The op-ed continues,
There is no doubt that some amount of the death and destruction inflicted by Israel in Gaza could have been prevented while achieving the strategic objectives of the war, as the IDF periodically admits… I cannot say personally whether the Palestinian death toll demands an end to this war… But because leaving Hamas in place creates a permanent and imminent threat to Israeli lives, there is no obvious stopping point.
The deaths that could be prevented are those that we didn’t “have” to cause; as for the rest — those already dead and those soon to be so — what other choice could there be but to kill and kill and kill?

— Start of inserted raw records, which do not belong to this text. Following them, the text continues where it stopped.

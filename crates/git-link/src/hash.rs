// Copyright 2026 Oxide Computer Company

//! Canonical content identifiers.

use std::fmt;

/// The canonical identifier git assigns to an object, used as a cache key.
///
/// This is whatever `git rev-parse` printed, minus its trailing newline. No
/// validation is performed: SHA-1 and SHA-256 repositories (and any future
/// object format) are handled alike.
///
/// # Examples
///
/// ```
/// use git_link::ContentHash;
///
/// let hash = ContentHash::new("0123456789abcdef0123456789abcdef01234567");
/// assert_eq!(hash.as_str().len(), 40);
/// ```
#[derive(Clone, Debug, PartialEq, Eq, PartialOrd, Ord, Hash)]
pub struct ContentHash(String);

impl ContentHash {
    /// Wraps a resolver-produced identifier.
    pub fn new(hash: impl Into<String>) -> Self {
        ContentHash(hash.into())
    }

    /// Returns the identifier as a string slice.
    pub fn as_str(&self) -> &str {
        &self.0
    }
}

impl fmt::Display for ContentHash {
    fn fmt(&self, f: &mut fmt::Formatter<'_>) -> fmt::Result {
        f.write_str(&self.0)
    }
}
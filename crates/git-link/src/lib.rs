// Copyright 2026 Oxide Computer Company

//! Parsing types for git links.
//!
//! A *git link* is a compact, stable pointer to a file as it existed at some
//! revision of a repository. It is written as
//!
//! ```text
//! [access-point:]location[::object]
//! ```
//!
//! where `access-point` is either `localhost` or the name of a remote host
//! reachable through a remote shell, `location` is a path on that host, and
//! `object` is a revision expression understood by `git` (a branch, a tag,
//! `master@{2009-06-21}`, `HEAD~3:src/lib.rs`, and so on).
//!
//! This crate is purely syntactic: it never touches the filesystem or spawns
//! processes. For resolving links to file contents, see
//! [`git-link-vcs`](https://crates.io/crates/git-link-vcs).
//!
//! # Examples
//!
//! ```
//! use git_link::{AccessPoint, Reference};
//!
//! let link: Reference = "localhost:/src/repo/.git::master:README.md"
//!     .parse()
//!     .unwrap();
//! assert_eq!(link.access_point(), &AccessPoint::Local);
//! assert_eq!(link.location(), "/src/repo/.git");
//! assert_eq!(link.object(), "master:README.md");
//!
//! // Cached files are named after the last path segment of the object.
//! assert_eq!(git_link::derive_file_name(link.object()), "README.md");
//!
//! // The access point defaults to localhost.
//! let link: Reference = "/src/repo/README.md".parse().unwrap();
//! assert!(link.access_point().is_local());
//! assert_eq!(link.object(), "");
//! ```

#![deny(missing_docs)]

mod errors;
mod filename;
mod hash;
mod reference;

pub use errors::ReferenceParseError;
pub use filename::{FALLBACK_FILE_NAME, derive_file_name};
pub use hash::ContentHash;
pub use reference::{AccessPoint, OBJECT_DELIMITER, Reference};
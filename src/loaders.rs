//! Resource loading utilities
//!
//! This module handles loading of schema files from disk.

use crate::documents::Document;
use crate::error::{Error, Result};
use crate::limits::Limits;
use std::fs;
use std::path::Path;
use tracing::debug;

/// Resource loader for schema files
#[derive(Debug, Clone, Default)]
pub struct Loader {
    /// Resource limits
    limits: Limits,
}

impl Loader {
    /// Create a new loader with default settings
    pub fn new() -> Self {
        Self::default()
    }

    /// Set the limits
    pub fn with_limits(mut self, limits: Limits) -> Self {
        self.limits = limits;
        self
    }

    /// The limits applied by this loader
    pub fn limits(&self) -> &Limits {
        &self.limits
    }

    /// Load a file as bytes
    pub fn load(&self, path: &Path) -> Result<Vec<u8>> {
        let content = fs::read(path).map_err(|e| {
            Error::Resource(format!("Failed to read file '{}': {}", path.display(), e))
        })?;

        self.limits.check_xml_size(content.len())?;

        debug!(path = %path.display(), bytes = content.len(), "loaded schema file");
        Ok(content)
    }

    /// Load and parse a file into a document
    pub fn load_document(&self, path: &Path) -> Result<Document> {
        let content = self.load(path)?;
        self.parse_document(&path.display().to_string(), &content)
    }

    /// Parse in-memory content, attributing parse errors to `source_name`
    pub fn parse_document(&self, source_name: &str, content: &[u8]) -> Result<Document> {
        Document::parse_with_limits(content, &self.limits).map_err(|e| match e {
            Error::Parse(parse) => Error::Parse(parse.in_source(source_name)),
            other => other,
        })
    }
}
//! DOT format output for schema graphs.

use std::fmt::Write;

use crate::config::RenderConfig;
use crate::graph::SchemaGraph;

/// Escape special characters for quoted DOT strings.
pub fn escape(input: &str) -> String {
    input
        .replace('\\', "\\\\")
        .replace('"', "\\\"")
        .replace('\n', "\\n")
}

/// A DOT graph builder for constructing valid DOT output.
pub struct DotBuilder {
    output: String,
}

impl DotBuilder {
    /// Create a new DOT digraph with the given name.
    pub fn new(name: &str) -> Self {
        let mut output = String::with_capacity(1024);
        let _ = writeln!(output, "digraph \"{}\" {{", escape(name));
        Self { output }
    }

    /// Add a node with attributes.
    pub fn node(&mut self, id: &str, attrs: &[(&str, &str)]) -> &mut Self {
        let _ = write!(self.output, "  \"{}\"", escape(id));
        self.attrs(attrs);
        self
    }

    /// Add an edge with attributes.
    pub fn edge(&mut self, from: &str, to: &str, attrs: &[(&str, &str)]) -> &mut Self {
        let _ = write!(self.output, "  \"{}\" -> \"{}\"", escape(from), escape(to));
        self.attrs(attrs);
        self
    }

    fn attrs(&mut self, attrs: &[(&str, &str)]) {
        if !attrs.is_empty() {
            self.output.push_str(" [");
            for (i, (key, value)) in attrs.iter().enumerate() {
                if i > 0 {
                    self.output.push_str(", ");
                }
                let _ = write!(self.output, "{}=\"{}\"", key, escape(value));
            }
            self.output.push(']');
        }
        self.output.push_str(";\n");
    }

    /// Close the graph and return the DOT text.
    pub fn finish(mut self) -> String {
        self.output.push_str("}\n");
        self.output
    }
}

/// Render a schema graph as DOT text.
pub fn to_dot(graph: &SchemaGraph, style: &RenderConfig) -> String {
    let mut builder = DotBuilder::new(graph.category().file_stem());

    for node in graph.nodes() {
        builder.node(node, &[("shape", style.node_shape.as_str())]);
    }
    for (from, to) in graph.edges() {
        builder.edge(from, to, &[("arrowhead", style.arrowhead.as_str())]);
    }

    builder.finish()
}
//! Application configuration
//!
//! Settings are read from an optional TOML file. Every key is optional and
//! falls back to the built-in defaults. A relative `output_dir` is resolved
//! against the directory holding the file.
//!
//! ```toml
//! [render]
//! engine = "dot"
//! format = "png"
//! node_shape = "ellipse"
//! arrowhead = "vee"
//! output_dir = "out"
//!
//! [limits]
//! max_xml_depth = 1000
//! ```

use crate::error::{Error, Result};
use crate::limits::Limits;
use serde::Deserialize;
use std::fs;
use std::path::{Path, PathBuf};

/// Application configuration loaded from TOML file
#[derive(Debug, Clone, Default, Deserialize)]
pub struct AppConfig {
    /// Rendering section
    #[serde(default)]
    pub render: RenderConfig,

    /// Parser limits section
    #[serde(default)]
    pub limits: Limits,

    #[serde(skip)]
    config_file_path: Option<PathBuf>,
}

/// How graphs are handed to the layout engine
#[derive(Debug, Clone, PartialEq, Eq, Deserialize)]
#[serde(default)]
pub struct RenderConfig {
    /// Graphviz layout program
    pub engine: String,
    /// Output format passed as `-T<format>`; also the image file extension
    pub format: String,
    /// Node shape attribute
    pub node_shape: String,
    /// Edge arrowhead attribute
    pub arrowhead: String,
    /// Directory receiving rendered images; defaults to the executable's directory.
    /// A relative path in a configuration file is taken relative to that file.
    pub output_dir: Option<PathBuf>,
}

impl Default for RenderConfig {
    fn default() -> Self {
        Self {
            engine: "dot".to_string(),
            format: "png".to_string(),
            node_shape: "ellipse".to_string(),
            arrowhead: "vee".to_string(),
            output_dir: None,
        }
    }
}

impl AppConfig {
    /// Load configuration from a TOML file
    pub fn load(path: impl AsRef<Path>) -> Result<Self> {
        let path = path.as_ref();

        if !path.exists() {
            return Err(Error::Config(format!(
                "configuration file '{}' not found",
                path.display()
            )));
        }

        let content = fs::read_to_string(path)?;
        let mut config = Self::from_toml(&content)?;
        if let (Some(dir), Some(base)) = (config.render.output_dir.as_mut(), path.parent()) {
            if dir.is_relative() {
                *dir = base.join(&*dir);
            }
        }
        config.config_file_path = Some(path.to_path_buf());

        Ok(config)
    }

    /// Parse configuration from TOML text
    pub fn from_toml(content: &str) -> Result<Self> {
        toml::from_str(content).map_err(|e| Error::Config(e.to_string()))
    }

    /// Builder: replace the rendering section
    pub fn with_render(mut self, render: RenderConfig) -> Self {
        self.render = render;
        self
    }

    /// Builder: replace the limits section
    pub fn with_limits(mut self, limits: Limits) -> Self {
        self.limits = limits;
        self
    }

    /// Path of the file this configuration was loaded from
    pub fn config_file_path(&self) -> Option<&Path> {
        self.config_file_path.as_deref()
    }
}

#[cfg(test)]
mod tests {
    use super::*;
    use std::io::Write;
    use tempfile::NamedTempFile;

    #[test]
    fn test_defaults() {
        let config = AppConfig::from_toml("").unwrap();
        assert_eq!(config.render, RenderConfig::default());
        assert_eq!(config.render.engine, "dot");
        assert_eq!(config.render.format, "png");
        assert_eq!(config.limits, Limits::default());
    }

    #[test]
    fn test_partial_sections() {
        let config = AppConfig::from_toml(
            r#"
[render]
format = "svg"
output_dir = "out"

[limits]
max_xml_depth = 50
"#,
        )
        .unwrap();

        assert_eq!(config.render.format, "svg");
        assert_eq!(config.render.engine, "dot");
        assert_eq!(config.render.output_dir, Some(PathBuf::from("out")));
        assert_eq!(config.limits.max_xml_depth, 50);
        assert_eq!(config.limits.max_attributes, Limits::default().max_attributes);
    }

    #[test]
    fn test_invalid_toml() {
        let result = AppConfig::from_toml("[render\nengine = ");
        assert!(matches!(result, Err(Error::Config(_))));
    }

    #[test]
    fn test_load_file() {
        let mut file = NamedTempFile::new().unwrap();
        writeln!(file, "[render]\nengine = \"neato\"").unwrap();

        let config = AppConfig::load(file.path()).unwrap();
        assert_eq!(config.render.engine, "neato");
        assert_eq!(config.config_file_path(), Some(file.path()));
    }

    #[test]
    fn test_relative_output_dir_follows_file() {
        let dir = tempfile::tempdir().unwrap();
        let path = dir.path().join("xsdgraph.toml");
        fs::write(&path, "[render]\noutput_dir = \"out\"\n").unwrap();

        let config = AppConfig::load(&path).unwrap();
        assert_eq!(config.render.output_dir, Some(dir.path().join("out")));

        let absolute = dir.path().join("elsewhere");
        fs::write(
            &path,
            format!("[render]\noutput_dir = {:?}\n", absolute.display().to_string()),
        )
        .unwrap();
        let config = AppConfig::load(&path).unwrap();
        assert_eq!(config.render.output_dir, Some(absolute));
    }

    #[test]
    fn test_missing_file() {
        let result = AppConfig::load("/nonexistent/xsdgraph.toml");
        assert!(matches!(result, Err(Error::Config(_))));
    }
}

Even while admitting that “some amount of the death” could have been prevented, the author upholds the ultimate justness of the rest of the killing: all the other deaths, by definition, could not be prevented. We have no other choice, it seems, but to kill and kill and kill until we are safe. But what if the killing itself continues to generate new threats in turn, as the occupation has for decades — will we have to kill more? There is “no obvious stopping point,” and there is “no imaginary threshold to say that there are ‘too many.’” Who is to say how many by fire, sword, hunger, or plague? Must the gears of war grind on regardless, no matter how many get caught underfoot?

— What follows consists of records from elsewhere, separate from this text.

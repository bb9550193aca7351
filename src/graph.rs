//! Directed graphs of named schema elements
//!
//! Elements are partitioned into two graphs by the prefix of their `name`
//! attribute. Each graph is a set of node names plus a set of directed
//! `(parent, child)` edges between nodes of that same graph.

use indexmap::{Equivalent, IndexSet};
use serde_json::{json, Value};
use std::fmt;
use std::str::FromStr;

/// Graph category, selected by name prefix
#[derive(Debug, Clone, Copy, PartialEq, Eq, Hash)]
pub enum Category {
    /// Names starting with `import`
    Import,
    /// Names starting with `export`
    Export,
}

impl Category {
    /// All categories, in tab order
    pub const ALL: [Category; 2] = [Category::Import, Category::Export];

    /// Classify an element name. The match is a literal, case-sensitive prefix.
    pub fn classify(name: &str) -> Option<Category> {
        Self::ALL
            .into_iter()
            .find(|category| name.starts_with(category.prefix()))
    }

    /// Name prefix selecting this category
    pub fn prefix(self) -> &'static str {
        match self {
            Category::Import => "import",
            Category::Export => "export",
        }
    }

    /// Human-readable label ("Import", "Export")
    pub fn label(self) -> &'static str {
        match self {
            Category::Import => "Import",
            Category::Export => "Export",
        }
    }

    /// File stem used for this category's rendered image
    pub fn file_stem(self) -> &'static str {
        match self {
            Category::Import => "import_xsd_graph",
            Category::Export => "export_xsd_graph",
        }
    }
}

impl fmt::Display for Category {
    fn fmt(&self, f: &mut fmt::Formatter<'_>) -> fmt::Result {
        f.write_str(self.prefix())
    }
}

impl FromStr for Category {
    type Err = String;

    fn from_str(s: &str) -> Result<Self, Self::Err> {
        match s.to_lowercase().as_str() {
            "import" => Ok(Category::Import),
            "export" => Ok(Category::Export),
            _ => Err(format!("Unknown category: {}. Use: import, export", s)),
        }
    }
}

/// Borrowed edge lookup key; hashes like the stored `(String, String)`
#[derive(Hash)]
struct EdgeKey<'a>(&'a str, &'a str);

impl Equivalent<(String, String)> for EdgeKey<'_> {
    fn equivalent(&self, key: &(String, String)) -> bool {
        self.0 == key.0 && self.1 == key.1
    }
}

/// A directed graph of element names
///
/// Insertion is idempotent and equality ignores insertion order.
#[derive(Debug, Clone, PartialEq, Eq)]
pub struct SchemaGraph {
    category: Category,
    nodes: IndexSet<String>,
    edges: IndexSet<(String, String)>,
}

impl SchemaGraph {
    /// Create an empty graph
    pub fn new(category: Category) -> Self {
        Self {
            category,
            nodes: IndexSet::new(),
            edges: IndexSet::new(),
        }
    }

    /// The category this graph collects
    pub fn category(&self) -> Category {
        self.category
    }

    /// Add a node. Returns `true` if it was not already present.
    pub fn add_node(&mut self, name: &str) -> bool {
        if self.nodes.contains(name) {
            return false;
        }
        self.nodes.insert(name.to_string())
    }

    /// Add an edge between two existing nodes.
    ///
    /// Returns `true` if the edge was inserted; `false` if it was already
    /// present or either endpoint is not a node of this graph.
    pub fn add_edge(&mut self, from: &str, to: &str) -> bool {
        if !self.contains_node(from) || !self.contains_node(to) {
            return false;
        }
        self.edges.insert((from.to_string(), to.to_string()))
    }

    /// Check whether a node exists
    pub fn contains_node(&self, name: &str) -> bool {
        self.nodes.contains(name)
    }

    /// Check whether an edge exists
    pub fn contains_edge(&self, from: &str, to: &str) -> bool {
        self.edges.contains(&EdgeKey(from, to))
    }

    /// Iterate over node names in insertion order
    pub fn nodes(&self) -> impl Iterator<Item = &str> {
        self.nodes.iter().map(String::as_str)
    }

    /// Iterate over edges in insertion order
    pub fn edges(&self) -> impl Iterator<Item = (&str, &str)> {
        self.edges.iter().map(|(f, t)| (f.as_str(), t.as_str()))
    }

    /// Number of nodes
    pub fn node_count(&self) -> usize {
        self.nodes.len()
    }

    /// Number of edges
    pub fn edge_count(&self) -> usize {
        self.edges.len()
    }

    /// True when the graph has no nodes
    pub fn is_empty(&self) -> bool {
        self.nodes.is_empty()
    }

    /// JSON representation with sorted nodes and edges
    pub fn to_json(&self) -> Value {
        let mut nodes: Vec<&str> = self.nodes().collect();
        nodes.sort_unstable();
        let mut edges: Vec<(&str, &str)> = self.edges().collect();
        edges.sort_unstable();

        json!({
            "category": self.category.prefix(),
            "nodes": nodes,
            "edges": edges
                .iter()
                .map(|(from, to)| json!({ "from": from, "to": to }))
                .collect::<Vec<_>>(),
        })
    }
}

/// The pair of graphs produced by one extraction
#[derive(Debug, Clone, PartialEq, Eq)]
pub struct SchemaGraphs {
    /// Graph of `import*` elements
    pub import: SchemaGraph,
    /// Graph of `export*` elements
    pub export: SchemaGraph,
}

impl SchemaGraphs {
    /// Create an empty pair
    pub fn new() -> Self {
        Self {
            import: SchemaGraph::new(Category::Import),
            export: SchemaGraph::new(Category::Export),
        }
    }

    /// Graph for a category
    pub fn get(&self, category: Category) -> &SchemaGraph {
        match category {
            Category::Import => &self.import,
            Category::Export => &self.export,
        }
    }

    /// Mutable graph for a category
    pub fn get_mut(&mut self, category: Category) -> &mut SchemaGraph {
        match category {
            Category::Import => &mut self.import,
            Category::Export => &mut self.export,
        }
    }

    /// Iterate over both graphs in tab order
    pub fn iter(&self) -> impl Iterator<Item = &SchemaGraph> {
        [&self.import, &self.export].into_iter()
    }

    /// True when both graphs are empty
    pub fn is_empty(&self) -> bool {
        self.iter().all(SchemaGraph::is_empty)
    }

    /// JSON representation of both graphs
    pub fn to_json(&self) -> Value {
        json!({
            "import": self.import.to_json(),
            "export": self.export.to_json(),
        })
    }
}

impl Default for SchemaGraphs {
    fn default() -> Self {
        Self::new()
    }
}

Writing shortly after 9/11, Indian critic and author Arundhati Roy described “[t]he sophistry and fastidious algebra of infinite justice” in language that could easily be applied to the current war:
How many dead Iraqis will it take to make the world a better place? How many dead Afghans for every dead American? How many dead women and children for every dead man? How many dead mojahedin for each dead investment banker?… Witness the infinite justice of the new century. Civilians starving to death while they're waiting to be killed.
To accept this algebra — and the unending carnage of its conclusions — is to give in to hopelessness: that there is no way out of the violence in which we are enmeshed except to make yet another pact with that violence, even while knowing that the price of such a pact will be to more deeply lock ourselves into a violent future.
No. This is not and cannot be the way.
R’ Avraham Yehuda Chein, BeMalchut HaYehadut, vol. 1, pp. 87.